The Confessor Movie Review
The Confessor Review
"The Confessor" Overview

Rating: PG-13
2004
Cast and Crew
Director : Lewin WebbProducer : Gary Howsam
Screenwiter : Brad Mirman
Starring : Christian Slater,Molly Parker,Stephen Rea,Gordon Pinsent,Nancy Beatty
I take no price in having sat through the entirety of The Confessor, but
Stephen Rea's third billing convinced me that it might be worth my trouble.
(Molly Parker isn't bad either, and even headliner Christian Slater has done
some solid work -- just none of it in recent years.)

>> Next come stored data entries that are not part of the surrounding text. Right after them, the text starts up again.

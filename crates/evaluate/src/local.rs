// Copyright (c) reifydb.com 2025
// This file is licensed under the AGPL-3.0-or-later, see license.md file

//! Scratch objects borrowed from the [`ExecCtx`] pools and released on every
//! exit path through Drop.

use crate::exec::ExecCtx;
use reifydb_vector::{DecodedVector, Selection, VectorRef};

/// A pooled [`Selection`], acquired eagerly with a size or lazily on first
/// use.
pub struct LocalSelection<'a> {
    exec: &'a ExecCtx,
    selection: Option<Selection>,
}

impl<'a> LocalSelection<'a> {
    /// Grabs a selection of 'size' rows, all selected.
    pub fn with_size(exec: &'a ExecCtx, size: usize) -> Self {
        Self { exec, selection: Some(exec.get_selection(size)) }
    }

    /// Defers acquisition to the first `get_sized` call.
    pub fn deferred(exec: &'a ExecCtx) -> Self {
        Self { exec, selection: None }
    }

    /// Grabs a selection initialized from 'value'.
    pub fn with_value(exec: &'a ExecCtx, value: &Selection) -> Self {
        let mut selection = exec.get_selection(value.size());
        selection.clone_from(value);
        Self { exec, selection: Some(selection) }
    }

    /// Releases the held selection and acquires a fresh one of 'size'.
    pub fn allocate(&mut self, size: usize) -> &mut Selection {
        if let Some(old) = self.selection.take() {
            self.exec.release_selection(old);
        }
        self.selection = Some(self.exec.get_selection(size));
        self.get_sized(size)
    }

    /// The held selection, acquiring one of 'size' if none is held yet.
    pub fn get_sized(&mut self, size: usize) -> &mut Selection {
        if self.selection.is_none() {
            self.selection = Some(self.exec.get_selection(size));
        }
        self.selection.as_mut().unwrap_or_else(|| unreachable!())
    }

    /// The held selection. Only valid after eager construction or a
    /// `get_sized`/`allocate` call.
    pub fn get(&mut self) -> &mut Selection {
        debug_assert!(self.selection.is_some(), "selection not acquired yet");
        self.get_sized(0)
    }
}

impl Drop for LocalSelection<'_> {
    fn drop(&mut self) {
        if let Some(selection) = self.selection.take() {
            self.exec.release_selection(selection);
        }
    }
}

/// A pooled selection of exactly one row, sized 'row + 1'.
pub struct LocalSingleRow<'a> {
    exec: &'a ExecCtx,
    selection: Option<Selection>,
}

impl<'a> LocalSingleRow<'a> {
    pub fn new(exec: &'a ExecCtx, row: usize) -> Self {
        let mut selection = exec.get_selection(row + 1);
        selection.clear_all();
        selection.select(row);
        selection.update_bounds();
        Self { exec, selection: Some(selection) }
    }

    pub fn get(&self) -> &Selection {
        match &self.selection {
            Some(selection) => selection,
            None => unreachable!("selection held until drop"),
        }
    }
}

impl Drop for LocalSingleRow<'_> {
    fn drop(&mut self) {
        if let Some(selection) = self.selection.take() {
            self.exec.release_selection(selection);
        }
    }
}

impl std::ops::Deref for LocalSingleRow<'_> {
    type Target = Selection;

    fn deref(&self) -> &Selection {
        self.get()
    }
}

/// A pooled [`DecodedVector`], decoded eagerly over a vector and rows or
/// acquired lazily.
pub struct LocalDecoded<'a> {
    exec: &'a ExecCtx,
    decoded: Option<DecodedVector>,
}

impl<'a> LocalDecoded<'a> {
    pub fn deferred(exec: &'a ExecCtx) -> Self {
        Self { exec, decoded: None }
    }

    pub fn decode(
        exec: &'a ExecCtx,
        vector: &VectorRef,
        rows: &Selection,
    ) -> reifydb_vector::Result<Self> {
        let mut decoded = exec.get_decoded();
        decoded.decode(vector, rows)?;
        Ok(Self { exec, decoded: Some(decoded) })
    }

    pub fn get(&mut self) -> &mut DecodedVector {
        if self.decoded.is_none() {
            self.decoded = Some(self.exec.get_decoded());
        }
        self.decoded.as_mut().unwrap_or_else(|| unreachable!())
    }

    pub fn view(&self) -> &DecodedVector {
        match &self.decoded {
            Some(decoded) => decoded,
            None => unreachable!("decoded vector not acquired yet"),
        }
    }
}

impl Drop for LocalDecoded<'_> {
    fn drop(&mut self) {
        if let Some(decoded) = self.decoded.take() {
            self.exec.release_decoded(decoded);
        }
    }
}
// Copyright (c) reifydb.com 2025
// This file is licensed under the AGPL-3.0-or-later, see license.md file

use crate::error::diagnostic::internal::internal;
use crate::value::{Type, Value};
use std::sync::Arc;

mod constant;
mod data;
mod dictionary;
mod flat;
mod lazy;
mod row;
mod writable;

pub use constant::ConstantVector;
pub use data::{NativeType, VectorData};
pub use dictionary::DictionaryVector;
pub use flat::FlatVector;
pub use lazy::{LazyVector, VectorLoader};
pub use row::RowBatch;
pub use writable::{copy_rows, ensure_writable};

/// Shared handle to a vector. Producers and readers that retain a vector
/// beyond the call site share ownership through this.
pub type VectorRef = Arc<Vector>;

#[derive(Debug, Clone, Copy, PartialEq, Eq)]
pub enum Encoding {
    Flat,
    Constant,
    Dictionary,
    Lazy,
}

/// A columnar value in one of its encodings.
#[derive(Debug, Clone)]
pub enum Vector {
    Flat(FlatVector),
    Constant(ConstantVector),
    Dictionary(DictionaryVector),
    Lazy(LazyVector),
}

impl Vector {
    pub fn vector_type(&self) -> Type {
        match self {
            Vector::Flat(v) => v.vector_type(),
            Vector::Constant(v) => v.vector_type(),
            Vector::Dictionary(v) => v.vector_type(),
            Vector::Lazy(v) => v.vector_type(),
        }
    }

    pub fn len(&self) -> usize {
        match self {
            Vector::Flat(v) => v.len(),
            Vector::Constant(v) => v.len(),
            Vector::Dictionary(v) => v.len(),
            Vector::Lazy(v) => v.len(),
        }
    }

    pub fn is_empty(&self) -> bool {
        self.len() == 0
    }

    pub fn encoding(&self) -> Encoding {
        match self {
            Vector::Flat(_) => Encoding::Flat,
            Vector::Constant(_) => Encoding::Constant,
            Vector::Dictionary(_) => Encoding::Dictionary,
            Vector::Lazy(_) => Encoding::Lazy,
        }
    }

    /// Null at 'row', resolving dictionary indirection. Lazy vectors report
    /// their loaded state; unloaded columns have no known nulls yet.
    pub fn is_null(&self, row: usize) -> bool {
        match self {
            Vector::Flat(v) => v.is_null(row),
            Vector::Constant(v) => v.is_null(),
            Vector::Dictionary(v) => {
                v.is_wrapper_null(row) || v.base().is_null(v.indices()[row])
            }
            Vector::Lazy(v) => v.loaded().map(|inner| inner.is_null(row)).unwrap_or(false),
        }
    }

    /// True for the encodings the flat-no-nulls fast path accepts: flat or
    /// constant without any null.
    pub fn is_flat_or_constant_no_nulls(&self) -> bool {
        match self {
            Vector::Flat(v) => !v.has_nulls(),
            Vector::Constant(v) => !v.is_null(),
            _ => false,
        }
    }

    pub fn as_flat(&self) -> Option<&FlatVector> {
        match self {
            Vector::Flat(v) => Some(v),
            _ => None,
        }
    }

    pub fn as_flat_mut(&mut self) -> Option<&mut FlatVector> {
        match self {
            Vector::Flat(v) => Some(v),
            _ => None,
        }
    }

    pub fn as_constant(&self) -> Option<&ConstantVector> {
        match self {
            Vector::Constant(v) => Some(v),
            _ => None,
        }
    }

    pub fn as_dictionary(&self) -> Option<&DictionaryVector> {
        match self {
            Vector::Dictionary(v) => Some(v),
            _ => None,
        }
    }

    pub fn as_lazy(&self) -> Option<&LazyVector> {
        match self {
            Vector::Lazy(v) => Some(v),
            _ => None,
        }
    }

    /// The scalar at 'row' with all encodings resolved; Undefined when null.
    /// Unloaded lazy vectors are an invariant violation here.
    pub fn scalar_at(&self, row: usize) -> crate::Result<Value> {
        match self {
            Vector::Flat(v) => Ok(v.scalar(row)),
            Vector::Constant(v) => Ok(v.value().clone()),
            Vector::Dictionary(v) => {
                if v.is_wrapper_null(row) {
                    return Ok(Value::Undefined);
                }
                v.base().scalar_at(v.indices()[row])
            }
            Vector::Lazy(v) => match v.loaded() {
                Some(inner) => inner.scalar_at(row),
                None => crate::err!(internal(
                    "scalar access on an unloaded lazy vector".to_string()
                )),
            },
        }
    }
}
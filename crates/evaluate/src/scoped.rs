// Copyright (c) reifydb.com 2025
// This file is licensed under the AGPL-3.0-or-later, see license.md file

use crate::context::EvalContext;
use reifydb_vector::Selection;

/// Installs a narrowed final selection for the duration of a scope. The only
/// sanctioned way to enter a narrowed-selection scope, e.g. one branch of a
/// conditional.
///
/// The selection is installed when `override_existing` is set, or when
/// `check_condition` holds and the context is still on its final selection.
/// Destruction restores the previous state if anything was installed.
pub struct ScopedFinalSelectionSetter<'a, 'b> {
    ctx: &'b mut EvalContext<'a>,
    saved: Option<(bool, Option<Selection>)>,
}

impl<'a, 'b> ScopedFinalSelectionSetter<'a, 'b> {
    pub fn new(
        ctx: &'b mut EvalContext<'a>,
        new_final: &Selection,
        check_condition: bool,
        override_existing: bool,
    ) -> Self {
        let should_set = override_existing || (check_condition && ctx.is_final_selection());
        let saved = if should_set {
            let old = ctx.final_selection_state();
            ctx.set_final_selection_state(false, Some(new_final.clone()));
            Some(old)
        } else {
            None
        };
        Self { ctx, saved }
    }

    /// The context, for use inside the scope.
    pub fn ctx(&mut self) -> &mut EvalContext<'a> {
        self.ctx
    }
}

impl Drop for ScopedFinalSelectionSetter<'_, '_> {
    fn drop(&mut self) {
        if let Some((is_final, selection)) = self.saved.take() {
            self.ctx.set_final_selection_state(is_final, selection);
        }
    }
}

#[cfg(test)]
mod tests {
    use super::ScopedFinalSelectionSetter;
    use crate::context::EvalContext;
    use crate::exec::{ExecCtx, ExprSet};
    use reifydb_vector::{FlatVector, RowBatch, Selection, Type, Vector};
    use std::sync::Arc;

    fn batch() -> RowBatch {
        let column = Arc::new(Vector::Flat(
            FlatVector::from_values(Type::Int8, vec![1i64, 2, 3, 4]).unwrap(),
        ));
        RowBatch::new(vec![column]).unwrap()
    }

    #[test]
    fn test_sets_and_restores() {
        let exec = ExecCtx::new();
        let exprs = ExprSet::new();
        let row = batch();
        let mut ctx = EvalContext::new(&exec, &exprs, &row);
        let narrowed = Selection::with_all(2);

        {
            let mut scope = ScopedFinalSelectionSetter::new(&mut ctx, &narrowed, true, false);
            assert!(!scope.ctx().is_final_selection());
            assert_eq!(scope.ctx().final_selection(), Some(&narrowed));
        }

        assert!(ctx.is_final_selection());
        assert_eq!(ctx.final_selection(), None);
    }

    #[test]
    fn test_no_set_when_condition_fails() {
        let exec = ExecCtx::new();
        let exprs = ExprSet::new();
        let row = batch();
        let mut ctx = EvalContext::new(&exec, &exprs, &row);
        let narrowed = Selection::with_all(2);

        {
            let mut scope = ScopedFinalSelectionSetter::new(&mut ctx, &narrowed, false, false);
            assert!(scope.ctx().is_final_selection(), "context untouched");
        }
        assert!(ctx.is_final_selection());
    }

    #[test]
    fn test_nested_does_not_reset_without_override() {
        let exec = ExecCtx::new();
        let exprs = ExprSet::new();
        let row = batch();
        let mut ctx = EvalContext::new(&exec, &exprs, &row);
        let outer_rows = Selection::with_all(4);
        let inner_rows = Selection::with_all(2);

        let mut outer = ScopedFinalSelectionSetter::new(&mut ctx, &outer_rows, true, false);
        {
            let mut inner =
                ScopedFinalSelectionSetter::new(outer.ctx(), &inner_rows, true, false);
            // Already narrowed: the inner scope leaves the outer selection.
            assert_eq!(inner.ctx().final_selection(), Some(&outer_rows));
        }
        assert_eq!(outer.ctx().final_selection(), Some(&outer_rows));
    }

    #[test]
    fn test_override_replaces_existing() {
        let exec = ExecCtx::new();
        let exprs = ExprSet::new();
        let row = batch();
        let mut ctx = EvalContext::new(&exec, &exprs, &row);
        let outer_rows = Selection::with_all(4);
        let inner_rows = Selection::with_all(2);

        let mut outer = ScopedFinalSelectionSetter::new(&mut ctx, &outer_rows, true, false);
        {
            let mut inner =
                ScopedFinalSelectionSetter::new(outer.ctx(), &inner_rows, true, true);
            assert_eq!(inner.ctx().final_selection(), Some(&inner_rows));
        }
        assert_eq!(outer.ctx().final_selection(), Some(&outer_rows), "restored on drop");
    }
}
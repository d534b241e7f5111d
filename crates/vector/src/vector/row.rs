// Copyright (c) reifydb.com 2025
// This file is licensed under the AGPL-3.0-or-later, see license.md file

use super::VectorRef;
use crate::error::diagnostic::internal::internal;

/// The tuple of columns an expression tree is evaluated against. Borrowed by
/// the evaluation context for the duration of one evaluation.
#[derive(Debug, Clone)]
pub struct RowBatch {
    columns: Vec<VectorRef>,
    row_count: usize,
}

impl RowBatch {
    pub fn new(columns: Vec<VectorRef>) -> crate::Result<Self> {
        let row_count = columns.first().map(|column| column.len()).unwrap_or(0);
        for column in &columns {
            if column.len() != row_count {
                crate::return_error!(internal(format!(
                    "row batch columns disagree on row count: {} vs {}",
                    row_count,
                    column.len()
                )));
            }
        }
        Ok(Self { columns, row_count })
    }

    pub fn child(&self, index: usize) -> &VectorRef {
        &self.columns[index]
    }

    pub fn children(&self) -> &[VectorRef] {
        &self.columns
    }

    pub fn width(&self) -> usize {
        self.columns.len()
    }

    pub fn row_count(&self) -> usize {
        self.row_count
    }
}
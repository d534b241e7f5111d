// Copyright (c) reifydb.com 2025
// This file is licensed under the AGPL-3.0-or-later, see license.md file

use super::VectorRef;
use crate::util::{BitVec, CowVec};
use crate::value::Type;

/// Indices into a base vector plus optional wrapper-level nulls (bit set =
/// null). The logical type is the base's type; peeling strips this wrapper
/// off the inputs and re-applies it to the published result.
#[derive(Debug, Clone)]
pub struct DictionaryVector {
    ty: Type,
    indices: CowVec<usize>,
    nulls: Option<BitVec>,
    base: VectorRef,
}

impl DictionaryVector {
    pub fn new(indices: CowVec<usize>, nulls: Option<BitVec>, base: VectorRef) -> Self {
        debug_assert!(indices.iter().all(|&idx| idx < base.len()));
        if let Some(nulls) = &nulls {
            debug_assert_eq!(nulls.len(), indices.len());
        }
        Self { ty: base.vector_type(), indices, nulls, base }
    }

    pub fn vector_type(&self) -> Type {
        self.ty
    }

    pub fn len(&self) -> usize {
        self.indices.len()
    }

    pub fn is_empty(&self) -> bool {
        self.indices.is_empty()
    }

    pub fn indices(&self) -> &CowVec<usize> {
        &self.indices
    }

    pub fn nulls(&self) -> Option<&BitVec> {
        self.nulls.as_ref()
    }

    pub fn base(&self) -> &VectorRef {
        &self.base
    }

    /// Null at the wrapper level only; base nulls are resolved by decoding.
    pub fn is_wrapper_null(&self, row: usize) -> bool {
        self.nulls.as_ref().map(|nulls| nulls.get(row)).unwrap_or(false)
    }
}

#[cfg(test)]
mod tests {
    use crate::util::BitVec;
    use crate::value::Type;
    use crate::vector::{DictionaryVector, FlatVector, Vector};
    use std::sync::Arc;

    #[test]
    fn test_dictionary_over_flat() {
        let base = Arc::new(Vector::Flat(
            FlatVector::from_values(Type::Int8, vec![10i64, 20, 30]).unwrap(),
        ));
        let dict = DictionaryVector::new(vec![2usize, 0, 2, 1].into(), None, base);
        assert_eq!(dict.len(), 4);
        assert_eq!(dict.vector_type(), Type::Int8);
        assert_eq!(dict.indices().as_slice(), &[2, 0, 2, 1]);
    }

    #[test]
    fn test_wrapper_nulls() {
        let base = Arc::new(Vector::Flat(
            FlatVector::from_values(Type::Int8, vec![10i64, 20]).unwrap(),
        ));
        let nulls = BitVec::from([false, true]);
        let dict = DictionaryVector::new(vec![0usize, 1].into(), Some(nulls), base);
        assert!(!dict.is_wrapper_null(0));
        assert!(dict.is_wrapper_null(1));
    }
}
// Copyright (c) reifydb.com 2025
// This file is licensed under the AGPL-3.0-or-later, see license.md file

pub mod decimal;
mod r#type;
mod value;

pub use decimal::{rescale_with_round_up, DecimalNative, POWERS_OF_TEN};
pub use r#type::{Physical, Precision, Scale, Type};
pub use value::Value;
// Copyright (c) reifydb.com 2025
// This file is licensed under the AGPL-3.0-or-later, see license.md file

use crate::util::CowVec;
use crate::value::{Physical, Value};
use serde::{Deserialize, Serialize};
use std::fmt::Debug;

/// Typed payload of a flat vector, one copy-on-write buffer per physical
/// kind. Decimals live in the Int8/Int16 buffers as unscaled integers.
#[derive(Debug, Clone, PartialEq, Serialize, Deserialize)]
pub enum VectorData {
    Bool(CowVec<bool>),
    Int1(CowVec<i8>),
    Int2(CowVec<i16>),
    Int4(CowVec<i32>),
    Int8(CowVec<i64>),
    Int16(CowVec<i128>),
    Float4(CowVec<f32>),
    Float8(CowVec<f64>),
    Utf8(CowVec<String>),
}

impl VectorData {
    /// A buffer of 'len' default values of the given physical kind.
    pub fn filled(physical: Physical, len: usize) -> Self {
        match physical {
            Physical::Bool => VectorData::Bool(CowVec::filled(len)),
            Physical::Int1 => VectorData::Int1(CowVec::filled(len)),
            Physical::Int2 => VectorData::Int2(CowVec::filled(len)),
            Physical::Int4 => VectorData::Int4(CowVec::filled(len)),
            Physical::Int8 => VectorData::Int8(CowVec::filled(len)),
            Physical::Int16 => VectorData::Int16(CowVec::filled(len)),
            Physical::Float4 => VectorData::Float4(CowVec::filled(len)),
            Physical::Float8 => VectorData::Float8(CowVec::filled(len)),
            Physical::Utf8 => VectorData::Utf8(CowVec::filled(len)),
        }
    }

    pub fn physical(&self) -> Physical {
        match self {
            VectorData::Bool(_) => Physical::Bool,
            VectorData::Int1(_) => Physical::Int1,
            VectorData::Int2(_) => Physical::Int2,
            VectorData::Int4(_) => Physical::Int4,
            VectorData::Int8(_) => Physical::Int8,
            VectorData::Int16(_) => Physical::Int16,
            VectorData::Float4(_) => Physical::Float4,
            VectorData::Float8(_) => Physical::Float8,
            VectorData::Utf8(_) => Physical::Utf8,
        }
    }

    pub fn len(&self) -> usize {
        match self {
            VectorData::Bool(v) => v.len(),
            VectorData::Int1(v) => v.len(),
            VectorData::Int2(v) => v.len(),
            VectorData::Int4(v) => v.len(),
            VectorData::Int8(v) => v.len(),
            VectorData::Int16(v) => v.len(),
            VectorData::Float4(v) => v.len(),
            VectorData::Float8(v) => v.len(),
            VectorData::Utf8(v) => v.len(),
        }
    }

    pub fn is_empty(&self) -> bool {
        self.len() == 0
    }

    /// Grows or shrinks to 'len' entries; new entries take the default value.
    pub fn resize(&mut self, len: usize) {
        match self {
            VectorData::Bool(v) => v.resize(len, false),
            VectorData::Int1(v) => v.resize(len, 0),
            VectorData::Int2(v) => v.resize(len, 0),
            VectorData::Int4(v) => v.resize(len, 0),
            VectorData::Int8(v) => v.resize(len, 0),
            VectorData::Int16(v) => v.resize(len, 0),
            VectorData::Float4(v) => v.resize(len, 0.0),
            VectorData::Float8(v) => v.resize(len, 0.0),
            VectorData::Utf8(v) => v.resize(len, String::new()),
        }
    }
}

/// Scalar types that live directly in a [`VectorData`] buffer. Hot paths are
/// monomorphised on this trait, not on the vector variant; decoding resolves
/// the variant once per call.
pub trait NativeType: Copy + PartialEq + PartialOrd + Debug + 'static {
    fn data(data: &VectorData) -> Option<&CowVec<Self>>;
    fn data_mut(data: &mut VectorData) -> Option<&mut CowVec<Self>>;
    /// Extracts the native from a constant's scalar, if it carries this kind.
    fn from_value(value: &Value) -> Option<Self>;
}

macro_rules! native_type {
    ($native:ty, $variant:ident, $from_value:expr) => {
        impl NativeType for $native {
            fn data(data: &VectorData) -> Option<&CowVec<Self>> {
                match data {
                    VectorData::$variant(v) => Some(v),
                    _ => None,
                }
            }

            fn data_mut(data: &mut VectorData) -> Option<&mut CowVec<Self>> {
                match data {
                    VectorData::$variant(v) => Some(v),
                    _ => None,
                }
            }

            fn from_value(value: &Value) -> Option<Self> {
                let extract: fn(&Value) -> Option<Self> = $from_value;
                extract(value)
            }
        }
    };
}

native_type!(bool, Bool, |v| match v {
    Value::Bool(b) => Some(*b),
    _ => None,
});
native_type!(i8, Int1, |v| match v {
    Value::Int1(x) => Some(*x),
    _ => None,
});
native_type!(i16, Int2, |v| match v {
    Value::Int2(x) => Some(*x),
    _ => None,
});
native_type!(i32, Int4, |v| match v {
    Value::Int4(x) => Some(*x),
    _ => None,
});
native_type!(i64, Int8, |v| match v {
    Value::Int8(x) => Some(*x),
    Value::Decimal(x) => i64::try_from(*x).ok(),
    _ => None,
});
native_type!(i128, Int16, |v| match v {
    Value::Int16(x) => Some(*x),
    Value::Decimal(x) => Some(*x),
    _ => None,
});
native_type!(f32, Float4, |v| match v {
    Value::Float4(x) => Some(*x),
    _ => None,
});
native_type!(f64, Float8, |v| match v {
    Value::Float8(x) => Some(*x),
    _ => None,
});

This film by aspiring assistant director/producer Lewin Webb is straight out of
episodic TV. Think your lesser episode of, oh, Law & Order. A priest (Von
Flores) is discovered red-handed with one of his flock, dead and covered with
blood. The priest says he was just giving him the last rites, and that he knows
what happened, but he can't divulge this due to confession's rules of
confidentiality. Immediately on the case is Daniel Clemens (Slater), who's
better known for his fundraising abilities and PR schmoozing. What he uncovers
is a sort-of half-baked counterculture of gay Catholics (of which Flores may or
may not have been a member)... and a murder plot that has absolutely nothing to
do with any of that.
Whazzat? The Confessor would love to be a murder mystery wrapped up in the
mysticism and oppresive, military-life ranksmanship of the Catholic Church, but
ultimately the church stuff is little more than a backdrop for a
run-of-the-mill whodunit. The movie is all but done in by a staggering one-two
punch of awfulness. First is the script, which is loaded with cliched and just
plain bad dialogue, the kind of stuff that went out of fashion in the last days
of C-grade noir. Making matters worse is some terrible, terrible acting. Slater
is bad here, but he's nothing compared to the cast of unknowns supporting him
(I'm talking about 4th billing on down). You couldn't produce worse line
readings if you tried to make them sound stilted, like when a good actor is
"playing" a bad actor in a film within a film. You know what I'm talking about.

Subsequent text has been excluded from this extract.